Testing Dependency of Weighted Random Graphs
Mor Oren, Vered Paslev, Wasim Huleihel

TL;DR
This paper investigates the problem of detecting dependency between two weighted random graphs through hypothesis testing, establishing thresholds for detectability and revealing a statistical-computational gap with implications for graph analysis.
Contribution
It formulates the dependency detection as a hypothesis test, derives thresholds for when detection is possible, and identifies a fundamental statistical-computational gap using low-degree polynomial analysis.
Findings
Thresholds for optimal testing are established based on graph size and weight distributions.
Detection is information-theoretically possible or impossible depending on parameters.

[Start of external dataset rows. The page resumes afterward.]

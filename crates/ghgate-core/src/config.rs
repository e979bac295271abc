//! Runtime configuration for a preflight check
//!
//! There is no config file: the CLI fills a [`GateConfig`] from its
//! arguments (which fall back to environment variables) and hands it to
//! the core.

use std::time::Duration;

use crate::error::{Error, Result};

/// Public GitHub REST API base URL
pub const DEFAULT_API_URL: &str = "https://api.github.com";

/// Prefix carried by GitHub classic personal access tokens
pub const DEFAULT_TOKEN_PREFIX: &str = "ghp_";

/// Minimum remaining percentage required to proceed
pub const DEFAULT_THRESHOLD_PERCENT: u8 = 10;

/// HTTP request timeout in seconds
pub const DEFAULT_TIMEOUT_SECS: u64 = 30;

/// Strip the scheme from an API URL
///
/// `https://api.github.com` -> `api.github.com`,
/// `https://ghe.example.com/api/v3` -> `ghe.example.com/api/v3`.
/// The gate builds its host-qualified search prefixes from this.
pub fn host_of(api_url: &str) -> &str {
    api_url
        .split_once("://")
        .map(|(_, rest)| rest)
        .unwrap_or(api_url)
}

/// Settings shared by the gate and the GitHub provider
#[derive(Debug, Clone, PartialEq, Eq)]
pub struct GateConfig {
    /// API base URL, without trailing slash (e.g. `https://api.github.com`)
    pub api_url: String,
    /// Literal prefix every accepted token must start with
    pub token_prefix: String,
    /// Proceed when the remaining percentage is at or above this value
    pub threshold_percent: u8,
    /// Timeout applied to the rate-limit fetch
    pub timeout: Duration,
    /// User-Agent header sent to GitHub (required by the API)
    pub user_agent: String,
}

impl Default for GateConfig {
    fn default() -> Self {
        Self {
            api_url: DEFAULT_API_URL.to_string(),
            token_prefix: DEFAULT_TOKEN_PREFIX.to_string(),
            threshold_percent: DEFAULT_THRESHOLD_PERCENT,
            timeout: Duration::from_secs(DEFAULT_TIMEOUT_SECS),
            user_agent: format!("ghgate/{}", crate::VERSION),
        }
    }
}

impl GateConfig {
    /// Set the API base URL; a trailing slash is dropped
    pub fn with_api_url(mut self, api_url: impl Into<String>) -> Self {
        self.api_url = api_url.into().trim_end_matches('/').to_string();
        self
    }

    /// Set the required token prefix
    pub fn with_token_prefix(mut self, prefix: impl Into<String>) -> Self {
        self.token_prefix = prefix.into();
        self
    }

    /// Set the proceed threshold
    pub fn with_threshold(mut self, percent: u8) -> Self {
        self.threshold_percent = percent;
        self
    }

    /// Set the fetch timeout
    pub fn with_timeout(mut self, timeout: Duration) -> Self {
        self.timeout = timeout;
        self
    }

    /// Host part of `api_url`; see [`host_of`]
    pub fn api_host(&self) -> &str {
        host_of(&self.api_url)
    }

    /// Check the configuration before anything is built from it
    pub fn validate(&self) -> Result<()> {
        if !(self.api_url.starts_with("https://") || self.api_url.starts_with("http://")) {
            return Err(Error::config(format!(
                "API URL must start with http:// or https://, got '{}'",
                self.api_url
            )));
        }
        if self.api_host().is_empty() {
            return Err(Error::config("API URL has no host"));
        }
        if self.threshold_percent > 100 {
            return Err(Error::config(format!(
                "threshold must be between 0 and 100, got {}",
                self.threshold_percent
            )));
        }
        if self.timeout.is_zero() {
            return Err(Error::config("timeout must be greater than zero"));
        }
        Ok(())
    }
}
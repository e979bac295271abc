//! Preflight check command
//!
//! Validates the token, fetches GitHub's rate-limit status and reports
//! whether a call to the given endpoint should go ahead.

use std::process::ExitCode;
use std::time::Duration;

use anyhow::{anyhow, Context as _, Result};
use clap::Args;
use serde::Serialize;

use ghgate_core::config::{
    DEFAULT_API_URL, DEFAULT_THRESHOLD_PERCENT, DEFAULT_TIMEOUT_SECS, DEFAULT_TOKEN_PREFIX,
};
use ghgate_core::{run_preflight, Decision, GateConfig, GitHubQuotaProvider, QuotaGate};

use super::Context;
use crate::output::{print_decision, print_error, print_json, OutputFormat};

/// Endpoint checked when none is given; always charged to the core pool
const DEFAULT_ENDPOINT: &str = "/user";

#[derive(Args)]
pub struct CheckArgs {
    /// Personal access token whose limits are checked
    #[arg(long, short, env = "GITHUB_TOKEN", hide_env_values = true)]
    pub pat: Option<String>,

    /// Endpoint to check, e.g. `search`, `/search/issues`, `api.github.com/search/issues`
    #[arg(long, short, default_value = DEFAULT_ENDPOINT)]
    pub url: String,

    /// GitHub API base URL (GitHub Enterprise: https://HOST/api/v3)
    #[arg(long, env = "GHGATE_API_URL", default_value = DEFAULT_API_URL)]
    pub api_url: String,

    /// Prefix the token must start with
    #[arg(long, default_value = DEFAULT_TOKEN_PREFIX)]
    pub token_prefix: String,

    /// Minimum remaining percentage needed to proceed
    #[arg(long, default_value_t = DEFAULT_THRESHOLD_PERCENT, value_parser = clap::value_parser!(u8).range(0..=100))]
    pub threshold: u8,

    /// Request timeout in seconds
    #[arg(long, default_value_t = DEFAULT_TIMEOUT_SECS, value_parser = clap::value_parser!(u64).range(1..))]
    pub timeout: u64,
}

impl CheckArgs {
    fn to_config(&self) -> GateConfig {
        GateConfig::default()
            .with_api_url(self.api_url.as_str())
            .with_token_prefix(self.token_prefix.as_str())
            .with_threshold(self.threshold)
            .with_timeout(Duration::from_secs(self.timeout))
    }
}

/// Machine-readable result printed with `--format json`
#[derive(Debug, Serialize)]
pub struct CheckReport<'a> {
    /// `proceed`, `blocked` or `error`
    pub status: &'static str,
    pub endpoint: &'a str,
    #[serde(skip_serializing_if = "Option::is_none")]
    pub decision: Option<&'a Decision>,
    #[serde(skip_serializing_if = "Option::is_none")]
    pub error: Option<String>,
}

impl<'a> CheckReport<'a> {
    pub fn from_decision(endpoint: &'a str, decision: &'a Decision) -> Self {
        Self {
            status: if decision.proceed { "proceed" } else { "blocked" },
            endpoint,
            decision: Some(decision),
            error: None,
        }
    }

    pub fn from_error(endpoint: &'a str, error: &anyhow::Error) -> Self {
        Self {
            status: "error",
            endpoint,
            decision: None,
            error: Some(format!("{:#}", error)),
        }
    }
}

pub async fn execute(ctx: &Context, args: CheckArgs) -> ExitCode {
    match check(&args).await {
        Ok(decision) => {
            if let Err(e) = report_decision(ctx, &args.url, &decision) {
                print_error(&format!("Failed to write output: {:#}", e));
                return ExitCode::FAILURE;
            }
            ExitCode::from(exit_status(&decision))
        }
        Err(e) => {
            log::debug!("[cli:check] Check failed: {:?}", e);
            report_error(ctx, &args.url, &e);
            ExitCode::FAILURE
        }
    }
}

/// 0 only when the caller may proceed
pub fn exit_status(decision: &Decision) -> u8 {
    if decision.proceed {
        0
    } else {
        1
    }
}

async fn check(args: &CheckArgs) -> Result<Decision> {
    let token = args
        .pat
        .as_deref()
        .filter(|t| !t.is_empty())
        .ok_or_else(|| anyhow!("No access token given. Pass --pat or set GITHUB_TOKEN"))?;

    let config = args.to_config();
    config.validate()?;

    let gate = QuotaGate::from_config(&config);
    let provider =
        GitHubQuotaProvider::new(&config).context("Failed to build the HTTP client")?;

    let decision = run_preflight(&gate, &provider, token, &args.url, &config.token_prefix).await?;
    Ok(decision)
}

/// Quiet mode silences every format; the exit status still carries the decision
fn report_decision(ctx: &Context, endpoint: &str, decision: &Decision) -> Result<()> {
    if ctx.quiet {
        return Ok(());
    }
    match ctx.format {
        OutputFormat::Json => print_json(&CheckReport::from_decision(endpoint, decision)),
        format => print_decision(decision, format),
    }
}

fn report_error(ctx: &Context, endpoint: &str, error: &anyhow::Error) {
    if ctx.format == OutputFormat::Json
        && print_json(&CheckReport::from_error(endpoint, error)).is_ok()
    {
        return;
    }
    print_error(&format!("{:#}", error));
}

#[cfg(test)]
mod tests {
    use super::*;
    use ghgate_core::Pool;

    fn decision(proceed: bool) -> Decision {
        Decision {
            proceed,
            percent_remaining: if proceed { 12 } else { 6 },
            pool: Pool::Core,
            reset_at: None,
            message: String::new(),
        }
    }

    #[test]
    fn test_exit_status() {
        assert_eq!(exit_status(&decision(true)), 0);
        assert_eq!(exit_status(&decision(false)), 1);
    }

    #[test]
    fn test_report_status() {
        let ok = decision(true);
        assert_eq!(CheckReport::from_decision("/user", &ok).status, "proceed");

        let blocked = decision(false);
        let report = CheckReport::from_decision("/search", &blocked);
        assert_eq!(report.status, "blocked");

        let err = anyhow!("Transport error: HTTP 500");
        let report = CheckReport::from_error("/user", &err);
        assert_eq!(report.status, "error");
        assert!(report.decision.is_none());
        assert_eq!(report.error.as_deref(), Some("Transport error: HTTP 500"));
    }

    #[test]
    fn test_args_to_config() {
        let args = CheckArgs {
            pat: Some("ghp_x".to_string()),
            url: "/user".to_string(),
            api_url: "https://ghe.example.com/api/v3/".to_string(),
            token_prefix: "ghp_".to_string(),
            threshold: 20,
            timeout: 5,
        };
        let config = args.to_config();
        assert_eq!(config.api_url, "https://ghe.example.com/api/v3");
        assert_eq!(config.threshold_percent, 20);
        assert_eq!(config.timeout, Duration::from_secs(5));
    }

    #[test]
    fn test_arg_defaults_match_core_config() {
        use clap::Parser;

        #[derive(Parser)]
        struct Harness {
            #[command(flatten)]
            check: CheckArgs,
        }

        let harness = Harness::try_parse_from(["ghgate", "--pat", "ghp_x", "--api-url", DEFAULT_API_URL]).unwrap();
        assert_eq!(harness.check.to_config(), GateConfig::default());
    }
}
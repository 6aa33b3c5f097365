//! Extraction prompt assembly and fallback questions

use super::state::{FieldId, TripIntakeState};
use crate::llm::LlmRequest;
use chrono::Utc;

/// User turns of history shown to the oracle for disambiguation
pub const HISTORY_WINDOW: usize = 3;

/// Longest utterance fragment forwarded to the oracle
const MAX_UTTERANCE_CHARS: usize = 500;

const MAX_REPLY_TOKENS: u32 = 1024;
const EXTRACTION_TEMPERATURE: f32 = 0.1;

const SYSTEM_PROMPT: &str = "You are a warm, friendly travel assistant gathering the details needed \
     to plan a trip, including for travelers with accessibility requirements. \
     You always respond with a single JSON object and nothing else.";

/// Build the single-turn extraction request.
///
/// The oracle sees the full current state (unknown fields as null), a short
/// window of recent user turns, and the latest utterance. It is asked for a
/// complete updated state plus one follow-up question; everything it returns
/// is re-validated locally.
pub fn build_extraction_request(
    state: &TripIntakeState,
    utterance: &str,
    history: &[String],
) -> LlmRequest {
    let state_json =
        serde_json::to_string_pretty(state).unwrap_or_else(|_| "{}".to_string());
    let today = Utc::now().date_naive().format("%B %d, %Y");
    let latest = truncate_chars(utterance, MAX_UTTERANCE_CHARS);

    let mut history_block = String::new();
    for turn in recent_turns(history) {
        history_block.push_str("USER: ");
        history_block.push_str(turn);
        history_block.push('\n');
    }
    if history_block.is_empty() {
        history_block.push_str("(first message of the conversation)\n");
    }

    let prompt = format!(
        r#"# Trip details so far
{state_json}

# Field reference, in priority order
- destination: city the traveler wants to visit
- dates_of_travel: {{"start_date": "YYYY-MM-DD", "end_date": "YYYY-MM-DD"}}; end_date must not precede start_date
- starting_location: city the traveler departs from
- trip_type: one of "leisure", "business", "adventure", "cultural", "family", "romantic"
- number_of_travelers: positive integer
- interests: list with at least one interest
- budget: one of "economy", "mid-range", "luxury"
- accessibility_needs: free text; "" when the traveler has none
- dietary_needs: free text; "" when the traveler has none
- age_group_of_travelers: free text describing traveler ages; "" when not applicable
- how_packed_trip: one of "relaxed", "moderate", "busy"
- ok_with_walking: true or false

# Recent conversation
{history_block}
# Latest user message
USER: "{latest}"

# Instructions
1. Update the trip details with anything the latest message establishes.
   - Only fill a field when the user actually provided it.
   - When the user contradicts an earlier answer, keep the most recent statement.
   - Convert relative dates to ISO dates; today is {today}.
   - Never remove a previously filled value unless the user explicitly changes it. Use null for anything still unknown.
2. List the fields that are still unknown, in the priority order above.
3. Write one warm, conversational question asking about the single most important unknown field.

# Response format (JSON only, no markdown fences)
{{"updated_json": {{ ...the complete updated trip details... }}, "missing_fields": ["..."], "next_question": "..."}}"#
    );

    LlmRequest::user(prompt)
        .with_system(SYSTEM_PROMPT)
        .with_max_tokens(MAX_REPLY_TOKENS)
        .with_temperature(EXTRACTION_TEMPERATURE)
}

/// Fixed follow-up question used when the oracle does not supply one
pub fn question_for(field: FieldId) -> &'static str {
    match field {
        FieldId::Destination => "Where would you like to go?",
        FieldId::DatesOfTravel => {
            "When would you like to travel? A start and end date would be perfect."
        }
        FieldId::StartingLocation => "Where will you be traveling from?",
        FieldId::TripType => {
            "What kind of trip is this? Leisure, business, adventure, cultural, family, or romantic?"
        }
        FieldId::NumberOfTravelers => "How many people will be traveling?",
        FieldId::Interests => "What would you love to see or do on this trip?",
        FieldId::Budget => "What budget are you planning around: economy, mid-range, or luxury?",
        FieldId::AccessibilityNeeds => "Do you have any accessibility needs I should plan for?",
        FieldId::DietaryNeeds => "Any dietary needs or restrictions I should keep in mind?",
        FieldId::AgeGroupOfTravelers => "What age group are the travelers in?",
        FieldId::HowPackedTrip => {
            "How packed would you like the itinerary: relaxed, moderate, or busy?"
        }
        FieldId::OkWithWalking => "Are you comfortable with a fair amount of walking?",
    }
}

fn recent_turns(history: &[String]) -> &[String] {
    let start = history.len().saturating_sub(HISTORY_WINDOW);
    &history[start..]
}

fn truncate_chars(text: &str, max_chars: usize) -> String {
    if text.chars().count() <= max_chars {
        text.to_string()
    } else {
        let mut cut: String = text.chars().take(max_chars).collect();
        cut.push_str("...");
        cut
    }
}
//! Mock flight offer generator
//!
//! Used whenever no provider is configured, or whenever the provider fails.
//! Shapes match real provider output closely enough to exercise ranking.

use super::types::{BudgetTier, FlightOffer, FlightSearchRequest};
use chrono::{Duration, NaiveTime};
use rand::seq::SliceRandom;
use rand::Rng;

const AIRLINES: &[&str] = &[
    "American Airlines",
    "Delta",
    "United",
    "Southwest",
    "JetBlue",
    "Alaska Airlines",
];

const AIRCRAFT_TYPES: &[&str] = &["B737", "A320", "B787", "A350", "B777"];

const BASE_ASSISTANCE_FEATURES: &[&str] = &[
    "Wheelchair assistance available",
    "Special seating options",
    "Medical equipment support",
    "Service animal friendly",
    "Priority boarding",
];

const EXTRA_ASSISTANCE_FEATURES: &[&str] = &[
    "Accessible boarding ramp",
    "Assistance with carry-on luggage",
    "Accessible lavatory",
    "Oxygen support available",
    "Visual assistance available",
    "Hearing assistance available",
];

/// Generate plausible offers for a search request
pub fn mock_flights(request: &FlightSearchRequest) -> Vec<FlightOffer> {
    let mut rng = rand::thread_rng();
    let num_flights = rng.gen_range(5..=12);

    let morning = NaiveTime::from_hms_opt(8, 0, 0).unwrap_or_default();
    let base_departure = request.departure_date.and_time(morning);

    (0..num_flights)
        .map(|i| {
            let departure_time = base_departure + Duration::hours(rng.gen_range(0..=14));
            let duration_hours: u32 = rng.gen_range(1..=8);
            let arrival_time = departure_time + Duration::hours(i64::from(duration_hours));

            let (accessibility_score, accessibility_features) =
                accessibility_profile(request, &mut rng);

            // Roughly 30% of routes fly direct
            let is_direct = rng.gen_bool(0.3);
            let stops = if is_direct { 0 } else { rng.gen_range(1..=2) };

            FlightOffer {
                flight_id: format!("TEST_FLIGHT_{}", i + 1),
                airline: (*AIRLINES.choose(&mut rng).unwrap_or(&"Unknown")).to_string(),
                flight_number: rng.gen_range(100..=9999).to_string(),
                origin: request.origin.clone(),
                destination: request.destination.clone(),
                departure_time,
                arrival_time,
                duration_minutes: duration_hours * 60,
                price: price_for_tier(request.budget, &mut rng),
                currency: "USD".to_string(),
                accessibility_score,
                accessibility_features,
                is_direct,
                stops,
                aircraft_type: AIRCRAFT_TYPES
                    .choose(&mut rng)
                    .map(|aircraft| (*aircraft).to_string()),
            }
        })
        .collect()
}

fn price_for_tier(tier: BudgetTier, rng: &mut impl Rng) -> f64 {
    let price: u32 = match tier {
        BudgetTier::Low => rng.gen_range(150..=350),
        BudgetTier::Medium => rng.gen_range(300..=600),
        BudgetTier::High => rng.gen_range(500..=1200),
    };
    f64::from(price)
}

/// Base score 5.0; accessible searches get the assistance feature set plus
/// a couple of extras, each nudging the score up.
fn accessibility_profile(
    request: &FlightSearchRequest,
    rng: &mut impl Rng,
) -> (f32, Vec<String>) {
    let mut score = 5.0_f32;
    let mut features = Vec::new();

    if request.accessibility_required {
        score += 2.0;
        features.extend(
            BASE_ASSISTANCE_FEATURES
                .iter()
                .map(|feature| (*feature).to_string()),
        );

        let num_extra = rng.gen_range(2..=3);
        for feature in EXTRA_ASSISTANCE_FEATURES.choose_multiple(rng, num_extra) {
            features.push((*feature).to_string());
            score += 0.5;
        }
    }

    (score.clamp(0.0, 10.0), features)
}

A statistical-computational gap is identified, suggesting inherent computational challenges.
Abstract
In this paper, we study the task of detecting the edge dependency between two weighted random graphs. We formulate this task as a simple hypothesis testing problem, where under the null hypothesis, the two observed graphs are statistically independent, whereas under the alternative, the edges of one graph are dependent on the edges of a uniformly and randomly vertex-permuted version of the other graph. For general edge-weight distributions, we establish thresholds at which optimal testing becomes information-theoretically possible or impossible, as a function of the total number of nodes in the observed graphs and the generative distributions of the weights. Finally, we identify a statistical-computational gap, and present evidence suggesting that this gap is inherent using the framework of low-degree polynomials.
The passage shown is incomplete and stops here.